This Week's Story

Jesus told his students, "If you want to be first, that means you will serve!"

This Week’s Story relives American history and the Bible through brief inspiring stories presented on mp3 audio recordings and text for reading.

Replacing the Tyrant

I was curious about Jesus. When I heard he was travelling to Jerusalem, I decided to follow him. It was easy. People swarmed around him!

I heard religious leaders try to trap him verbally. They failed. I saw dishonest Jewish tax collectors. One named Zacchaeus climbed into a tree so he could see Jesus better. Jesus knew what a crook Zacchaeus was, but he told him to get out of the tree, because he was going to have dinner at Zacchaeus’ house. Oh, I loved that!

In the crowds around Jesus there were muscled fishermen, carpenters, mothers, and sick people longing for Jesus to heal them. Men, women, children, even lepers, the untouchables, found ways to catch his attention. People wanted to see him and hear whatever he said!

One day two of his students with their mother came to Jesus.

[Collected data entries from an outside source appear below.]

use brigade_common::{LiveMessage, PositionRecord};
use std::collections::HashMap;
use tokio::sync::RwLock;
use tracing::{debug, info};

use super::cache::PositionCache;
use super::hub::{SessionHub, ViewerSession};

/// Owned live state: the position cache plus the viewer sessions it feeds.
///
/// Lock order is always cache, then sessions. Publishing happens while the
/// cache write lock is held and attaching while its read lock is held, so a
/// new viewer sees each report exactly once: either inside its snapshot or
/// as a later update.
pub struct LiveState {
    cache: RwLock<PositionCache>,
    hub: SessionHub,
}

impl LiveState {
    pub fn new(queue_capacity: usize) -> Self {
        Self {
            cache: RwLock::new(PositionCache::new()),
            hub: SessionHub::new(queue_capacity),
        }
    }

    pub fn hub(&self) -> &SessionHub {
        &self.hub
    }

    /// Store `record` as the unit's latest position and fan it out.
    ///
    /// A record older than the one already held is persisted history only:
    /// it neither replaces the cache entry nor reaches viewers, so the cache
    /// stays equal to the newest stored row per unit however the persists
    /// interleave.
    ///
    /// Returns the number of sessions the update was queued for.
    pub async fn record(&self, record: PositionRecord) -> usize {
        let mut cache = self.cache.write().await;
        if let Some(held) = cache.get(&record.unit_id) {
            if held.timestamp > record.timestamp {
                debug!(
                    "Superseded report for {} (ts {} < {}) not broadcast",
                    record.unit_id, record.timestamp, held.timestamp
                );
                return 0;
            }
        }

        let update = LiveMessage::point(&record);
        cache.put(record);
        self.hub.publish(update).await
    }

    /// Open a viewer session seeded with the current snapshot.
    pub async fn connect(&self) -> ViewerSession {
        let cache = self.cache.read().await;
        let snapshot = LiveMessage::snapshot(cache.records());
        self.hub.attach(snapshot).await
    }

    /// Seed the cache without notifying anyone. Used at startup.
    pub async fn seed(&self, records: impl IntoIterator<Item = PositionRecord>) -> usize {
        let mut cache = self.cache.write().await;
        for record in records {
            cache.put(record);
        }
        cache.len()
    }

    /// Forget units not heard from since `cutoff_ms`.
    ///
    /// Sessions are not told; the units simply stop appearing in snapshots.
    pub async fn evict_stale(&self, cutoff_ms: i64) -> Vec<String> {
        let evicted = self.cache.write().await.evict_older_than(cutoff_ms);
        if !evicted.is_empty() {
            info!("Evicted {} stale units from the position cache", evicted.len());
        }
        evicted
    }

    pub async fn snapshot(&self) -> HashMap<String, PositionRecord> {
        self.cache.read().await.snapshot()
    }

    pub async fn unit_count(&self) -> usize {
        self.cache.read().await.len()
    }
}
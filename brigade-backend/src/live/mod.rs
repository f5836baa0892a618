//! Live position broadcast: cache, viewer sessions, liveness and transport.

pub mod cache;
pub mod hub;
pub mod liveness;
pub mod socket;
pub mod state;

pub use cache::PositionCache;
pub use hub::{CloseReason, Outbound, ProbeReport, SessionHub, ViewerSession};
pub use liveness::LivenessMonitor;
pub use state::LiveState;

The woman kneeled respectfully before him. “Lord, may I ask a favor of you?”

“Yes, what is your request?”

“When you are in your kingdom, would you let my sons sit in the seats of honor, one on your right side, and one on your left side?”

He answered, “You do not know what you are asking. Are you able to drink from the cup of sufferings I am soon to drink?”

“Yes! My sons and I can do that!”

Jesus spoke thoughtfully. “You will drink from it, but I do not have the right to say who will sit on thrones beside me. My father has prepared them for the ones He has chosen.”

Jesus’ words were heard by the other students and myself. The students were angry that any student would ask for special privileges.

I wondered: What did Jesus mean when he said that he was going to drink from a cup of suffering? Did he know when he would live in a kingdom that would be his? I wished he would sit down and we could talk together.

After the mother’s request, Jesus spoke to his students about leadership. His words shocked them and they were embarrassed by their own stupidity. Good leadership was what Jesus had lived before them.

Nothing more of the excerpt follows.